A. Economic importance of tourism
3. Tourism is one of the world's fastest growing industries and the major source of foreign exchange earnings for many developing countries. The receipts from international tourism grew at an average annual rate of 9 per cent for the ten-year period from 1988 to 1997, reaching $443 billion in 1997. Tourist arrivals worldwide increased by 5 per cent per annum on average during the same period. / According to WTO, tourism receipts accounted for a little over 8 per cent of total world exports of goods and almost 35 per cent of the total world exports of services in 1997. The breakdown of the travel account balance shows that the industrialized countries as a whole are the net importers of such services, while the developing countries as a whole have been increasing their surplus. The surplus for the latter group of countries widened steadily from $4.6 billion in 1980 to $65.9 billion in 1996, offsetting more than two thirds of their current account deficit in 1996. The travel surplus has widened steadily in all developing regions in the past decade. Economies in transition recorded a deficit of $3.5 billion in 1995, which swung back to a surplus of $1.5 billion in 1996. 4. From the production point of view, tourism contributes around 1.5 per cent of world gross national product (GNP). / Tourism is also a major source of employment, the hotel accommodation sector alone employing around 11.3 million people worldwide. / Furthermore, tourism based on the natural environment is a vital and growing segment of the tourism industry, accounting for $260 billion in 1995. / In a number of developing countries, tourism has already overtaken cash-crop agriculture or mineral extraction as their major source of national income. /
B. Tourism and environment
5. The global social, economic and environmental impacts of tourism are immense and highly complex. Given that a high percentage of tourism involves visits to naturally and culturally distinguished sites, generating large amounts of revenue, there are clearly major opportunities for investing in the maintenance and sustainable use of biological resources. At the same time, efforts must be made to minimize the adverse impacts of the tourism industry on biological diversity.

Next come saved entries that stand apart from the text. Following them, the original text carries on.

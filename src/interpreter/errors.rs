//! Runtime error types for the scripting runtime
//!
//! This module defines [`RuntimeError`], which covers every failure the heap,
//! the scope graph and the call machinery can report. Errors fall into three
//! classes (see [`ErrorClass`]):
//!
//! - **Fatal**: VM-level failures such as heap exhaustion or stack overflow.
//!   Scripts cannot catch them; they terminate the running script.
//! - **Misuse**: scope or control misuse (`break` outside a loop, reassigning a
//!   const). A well-formed program never triggers these.
//! - **Script**: catchable errors. [`Interpreter::raise`] turns them into heap
//!   error objects and throws them through the control-signal protocol.
//!
//! [`Interpreter::raise`]: crate::interpreter::engine::Interpreter::raise

use thiserror::Error;

use crate::ast::SourceLocation;

/// How an error propagates
#[derive(Debug, Clone, Copy, PartialEq, Eq)]
pub enum ErrorClass {
    Fatal,
    Misuse,
    Script,
}

/// Runtime errors that can occur during execution
#[derive(Debug, Clone, PartialEq, Error)]
pub enum RuntimeError {
    /// No contiguous run of the requested size, even after collection
    #[error("Out of memory: requested {requested} slots, {available} free")]
    OutOfMemory { requested: usize, available: usize },

    /// Call depth exceeded the configured limit
    #[error("Stack overflow: depth {depth} exceeds limit {limit} at line {}", .location.line)]
    StackOverflow {
        depth: usize,
        limit: usize,
        location: SourceLocation,
    },

    /// Free-list accounting no longer matches the heap
    #[error("Free list corrupted: {message}")]
    FreeListCorrupted { message: String },

    /// Reference does not point at a live object or data slot
    #[error("Invalid reference @{reference:04}")]
    InvalidReference { reference: usize },

    /// Freed run does not match an allocated object
    #[error("Invalid free of {length} slots at @{reference:04}: {message}")]
    InvalidFree {
        reference: usize,
        length: usize,
        message: String,
    },

    #[error("Failed to spawn thread: {message}")]
    ThreadSpawnFailed { message: String },

    #[error("'break' outside of a loop")]
    BreakOutsideLoop { label: Option<String> },

    #[error("'continue' outside of a loop")]
    ContinueOutsideLoop { label: Option<String> },

    #[error("'fallthrough' outside of a case")]
    FallthroughOutsideCase,

    #[error("'yield' outside of a case expression")]
    YieldOutsideCase,

    #[error("'return' outside of a function")]
    ReturnOutsideFunction,

    /// Attempted to assign a const a second time
    #[error("Attempted to modify const variable '{name}'")]
    ConstReassignment { name: String },

    #[error("Name '{name}' is already defined in this scope")]
    NameRedefinition { name: String },

    /// Environment id was collected or never created
    #[error("Unknown scope #{id}")]
    UnknownScope { id: usize },

    #[error("Scope #{id} is not an instance scope")]
    NotAnInstance { id: usize },

    #[error("Undefined variable '{name}'")]
    UndefinedVariable { name: String },

    #[error("Object has no attribute '{name}'")]
    AttributeNotFound { name: String },

    #[error("Type error: expected {expected}, got {got}")]
    TypeError { expected: String, got: String },

    #[error("Index {index} out of bounds for length {len}")]
    IndexOutOfBounds { index: i64, len: usize },

    #[error(
        "Function '{function}' expects {expected} argument{}, got {got}",
        plural(.expected)
    )]
    ArgumentCountMismatch {
        function: String,
        expected: usize,
        got: usize,
    },

    #[error("Value of type {type_name} is not callable")]
    NotCallable { type_name: String },
}

fn plural(n: &usize) -> &'static str {
    if *n == 1 {
        ""
    } else {
        "s"
    }
}

impl RuntimeError {
    pub fn class(&self) -> ErrorClass {
        match self {
            RuntimeError::OutOfMemory { .. }
            | RuntimeError::StackOverflow { .. }
            | RuntimeError::FreeListCorrupted { .. }
            | RuntimeError::InvalidReference { .. }
            | RuntimeError::InvalidFree { .. }
            | RuntimeError::ThreadSpawnFailed { .. } => ErrorClass::Fatal,

            RuntimeError::BreakOutsideLoop { .. }
            | RuntimeError::ContinueOutsideLoop { .. }
            | RuntimeError::FallthroughOutsideCase
            | RuntimeError::YieldOutsideCase
            | RuntimeError::ReturnOutsideFunction
            | RuntimeError::ConstReassignment { .. }
            | RuntimeError::NameRedefinition { .. }
            | RuntimeError::UnknownScope { .. }
            | RuntimeError::NotAnInstance { .. } => ErrorClass::Misuse,

            RuntimeError::UndefinedVariable { .. }
            | RuntimeError::AttributeNotFound { .. }
            | RuntimeError::TypeError { .. }
            | RuntimeError::IndexOutOfBounds { .. }
            | RuntimeError::ArgumentCountMismatch { .. }
            | RuntimeError::NotCallable { .. } => ErrorClass::Script,
        }
    }

    pub fn is_fatal(&self) -> bool {
        self.class() == ErrorClass::Fatal
    }

    /// Whether scripts can intercept this error with `try`
    pub fn is_catchable(&self) -> bool {
        self.class() == ErrorClass::Script
    }

    /// Type name given to the heap object a catchable error is raised as
    pub fn script_type_name(&self) -> &'static str {
        match self {
            RuntimeError::UndefinedVariable { .. } => "NameError",
            RuntimeError::AttributeNotFound { .. } => "AttributeError",
            RuntimeError::TypeError { .. }
            | RuntimeError::NotCallable { .. }
            | RuntimeError::ArgumentCountMismatch { .. } => "TypeError",
            RuntimeError::IndexOutOfBounds { .. } => "IndexError",
            _ => "InternalError",
        }
    }

    pub fn location(&self) -> Option<&SourceLocation> {
        match self {
            RuntimeError::StackOverflow { location, .. } => Some(location),
            _ => None,
        }
    }
}

#[cfg(test)]
mod tests {
    use super::*;

    #[test]
    fn test_error_classes() {
        assert!(RuntimeError::OutOfMemory {
            requested: 2,
            available: 1
        }
        .is_fatal());
        assert_eq!(
            RuntimeError::BreakOutsideLoop { label: None }.class(),
            ErrorClass::Misuse
        );
        assert!(RuntimeError::UndefinedVariable {
            name: "x".to_string()
        }
        .is_catchable());
    }

    #[test]
    fn test_display_messages() {
        let err = RuntimeError::ArgumentCountMismatch {
            function: "f".to_string(),
            expected: 1,
            got: 2,
        };
        assert_eq!(err.to_string(), "Function 'f' expects 1 argument, got 2");

        let err = RuntimeError::StackOverflow {
            depth: 1001,
            limit: 1000,
            location: SourceLocation::new(12, 3),
        };
        assert_eq!(
            err.to_string(),
            "Stack overflow: depth 1001 exceeds limit 1000 at line 12"
        );
        assert_eq!(
            RuntimeError::InvalidReference { reference: 7 }.to_string(),
            "Invalid reference @0007"
        );
    }
}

6. Historical observation indicates that self-regulation of the tourism industry for sustainable use of biological resources has only rarely been successful. This is due to a number of factors. First, as there are many individual operators, local environmental conditions may be viewed as a type of common property resource. It will not be in the interests of any individual operator to invest more than his or her competitors in maintaining the general environmental standards in the resort. Similarly, operators are very likely to "export" their adverse environmental impacts, such as refuse, waste water and sewage, to parts of the surrounding area unlikely to be visited by tourists. This reaches its most extreme form in so-called "enclave" tourism, where tourists may remain for their entire stay in an artificially maintained environment isolated from its surroundings.
7. Second, international tourism operates in an increasingly global market in which investors and tourists have an ever-widening choice of destinations. Indeed the search for new and novel areas and experiences is one of the major engines driving the tourism life-cycle. Moreover, much of the tourism industry is controlled by financial interests located away from tourist destinations. When environmental conditions begin to deteriorate in a given location, operators are likely to shift to alternative locations rather than to invest in improving those conditions.
8. Finally, the international tourism market is fiercely competitive, much of it operating on low profit margins. Operators are therefore often extremely reluctant to absorb any additional costs associated with improving environmental conditions, and instead will often find it economically expedient to shift their area of operation rather than face such costs.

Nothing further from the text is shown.